Task description.
Every line of the records that holds the word "ApiError" should be copied out.

━━━ Recorded information ━━━

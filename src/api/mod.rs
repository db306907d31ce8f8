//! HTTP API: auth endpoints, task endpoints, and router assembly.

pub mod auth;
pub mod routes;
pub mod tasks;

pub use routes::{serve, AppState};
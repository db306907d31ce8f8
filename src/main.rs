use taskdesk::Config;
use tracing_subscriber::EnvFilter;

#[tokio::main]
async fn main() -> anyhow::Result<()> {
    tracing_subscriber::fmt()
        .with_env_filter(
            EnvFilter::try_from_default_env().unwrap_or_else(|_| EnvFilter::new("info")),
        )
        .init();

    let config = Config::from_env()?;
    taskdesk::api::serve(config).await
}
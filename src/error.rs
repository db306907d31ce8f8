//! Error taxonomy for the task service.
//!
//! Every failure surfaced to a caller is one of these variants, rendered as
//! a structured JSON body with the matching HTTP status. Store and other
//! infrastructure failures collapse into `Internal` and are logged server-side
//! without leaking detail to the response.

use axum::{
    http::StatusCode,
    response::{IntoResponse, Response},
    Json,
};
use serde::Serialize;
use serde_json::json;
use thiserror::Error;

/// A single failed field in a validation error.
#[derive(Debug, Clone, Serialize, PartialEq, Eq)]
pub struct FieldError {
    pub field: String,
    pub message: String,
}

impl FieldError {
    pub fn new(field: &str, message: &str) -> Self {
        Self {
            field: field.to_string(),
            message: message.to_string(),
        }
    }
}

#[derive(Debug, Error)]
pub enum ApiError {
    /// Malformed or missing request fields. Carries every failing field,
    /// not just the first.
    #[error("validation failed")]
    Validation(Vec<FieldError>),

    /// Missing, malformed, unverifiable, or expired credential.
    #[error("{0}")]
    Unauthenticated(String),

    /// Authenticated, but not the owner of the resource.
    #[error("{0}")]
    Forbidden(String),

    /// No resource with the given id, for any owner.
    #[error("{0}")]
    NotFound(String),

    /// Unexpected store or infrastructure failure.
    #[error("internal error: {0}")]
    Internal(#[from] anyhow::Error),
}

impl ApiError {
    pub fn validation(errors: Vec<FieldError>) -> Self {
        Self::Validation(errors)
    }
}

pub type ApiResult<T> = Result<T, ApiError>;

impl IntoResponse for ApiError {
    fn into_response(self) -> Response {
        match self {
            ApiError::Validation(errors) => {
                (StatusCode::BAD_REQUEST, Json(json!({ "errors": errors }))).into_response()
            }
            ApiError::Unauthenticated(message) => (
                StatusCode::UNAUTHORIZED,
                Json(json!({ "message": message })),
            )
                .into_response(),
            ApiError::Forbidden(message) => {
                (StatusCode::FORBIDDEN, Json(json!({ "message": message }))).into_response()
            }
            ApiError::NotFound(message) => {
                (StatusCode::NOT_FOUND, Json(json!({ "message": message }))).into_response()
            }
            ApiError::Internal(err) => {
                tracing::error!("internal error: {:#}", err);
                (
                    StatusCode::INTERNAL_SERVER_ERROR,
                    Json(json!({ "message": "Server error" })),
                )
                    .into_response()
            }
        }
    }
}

━━━
━━━ Recorded information ━━━

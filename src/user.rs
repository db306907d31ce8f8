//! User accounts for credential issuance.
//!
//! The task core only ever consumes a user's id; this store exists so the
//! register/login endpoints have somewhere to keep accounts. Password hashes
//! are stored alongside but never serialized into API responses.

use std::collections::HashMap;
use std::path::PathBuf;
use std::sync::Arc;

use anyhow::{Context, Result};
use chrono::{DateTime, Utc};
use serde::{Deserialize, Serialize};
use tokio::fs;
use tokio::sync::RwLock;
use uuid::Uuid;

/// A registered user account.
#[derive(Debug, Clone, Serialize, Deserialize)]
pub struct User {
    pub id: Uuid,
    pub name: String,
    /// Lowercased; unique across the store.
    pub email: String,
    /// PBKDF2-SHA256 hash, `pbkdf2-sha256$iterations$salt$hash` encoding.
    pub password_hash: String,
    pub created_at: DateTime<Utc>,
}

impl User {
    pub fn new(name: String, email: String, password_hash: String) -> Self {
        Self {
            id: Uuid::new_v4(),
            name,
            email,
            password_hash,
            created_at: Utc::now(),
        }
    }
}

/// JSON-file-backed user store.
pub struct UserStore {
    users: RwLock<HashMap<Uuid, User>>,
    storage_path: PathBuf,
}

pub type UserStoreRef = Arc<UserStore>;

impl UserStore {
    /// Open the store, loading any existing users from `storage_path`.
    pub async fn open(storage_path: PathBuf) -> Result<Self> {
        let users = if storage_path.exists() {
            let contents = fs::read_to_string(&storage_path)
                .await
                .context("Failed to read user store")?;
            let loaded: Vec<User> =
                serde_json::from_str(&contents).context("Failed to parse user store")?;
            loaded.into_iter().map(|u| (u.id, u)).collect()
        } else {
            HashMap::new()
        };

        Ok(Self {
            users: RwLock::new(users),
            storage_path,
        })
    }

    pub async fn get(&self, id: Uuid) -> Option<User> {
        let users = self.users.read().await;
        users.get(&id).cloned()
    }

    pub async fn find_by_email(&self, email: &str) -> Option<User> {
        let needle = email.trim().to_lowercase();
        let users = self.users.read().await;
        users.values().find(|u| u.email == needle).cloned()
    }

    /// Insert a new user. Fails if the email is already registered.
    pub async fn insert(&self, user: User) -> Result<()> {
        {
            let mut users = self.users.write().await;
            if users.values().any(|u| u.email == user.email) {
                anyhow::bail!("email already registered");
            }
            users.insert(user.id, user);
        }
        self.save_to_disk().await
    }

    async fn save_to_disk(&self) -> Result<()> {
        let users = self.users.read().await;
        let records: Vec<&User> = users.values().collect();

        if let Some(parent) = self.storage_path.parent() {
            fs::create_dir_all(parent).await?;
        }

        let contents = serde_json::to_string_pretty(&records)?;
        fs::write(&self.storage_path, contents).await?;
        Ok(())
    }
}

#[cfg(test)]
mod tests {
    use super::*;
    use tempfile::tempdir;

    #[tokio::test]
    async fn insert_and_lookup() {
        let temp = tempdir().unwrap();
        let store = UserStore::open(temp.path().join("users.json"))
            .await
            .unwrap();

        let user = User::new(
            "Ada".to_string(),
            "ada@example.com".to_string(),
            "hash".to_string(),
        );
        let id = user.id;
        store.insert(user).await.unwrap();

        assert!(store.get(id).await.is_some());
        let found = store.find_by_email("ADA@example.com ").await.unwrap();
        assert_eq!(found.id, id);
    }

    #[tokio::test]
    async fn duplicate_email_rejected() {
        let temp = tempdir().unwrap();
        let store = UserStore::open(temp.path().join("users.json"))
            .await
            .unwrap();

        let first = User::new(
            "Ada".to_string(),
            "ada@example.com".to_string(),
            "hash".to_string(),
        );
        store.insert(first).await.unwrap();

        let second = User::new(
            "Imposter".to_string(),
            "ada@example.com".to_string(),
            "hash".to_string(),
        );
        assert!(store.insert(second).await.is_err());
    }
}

━━━

Response to the exercise.
pub enum ApiError {
impl ApiError {
pub type ApiResult<T> = Result<T, ApiError>;
impl IntoResponse for ApiError {
            ApiError::Validation(errors) => {
            ApiError::Unauthenticated(message) => (
            ApiError::Forbidden(message) => {
            ApiError::NotFound(message) => {
            ApiError::Internal(err) => {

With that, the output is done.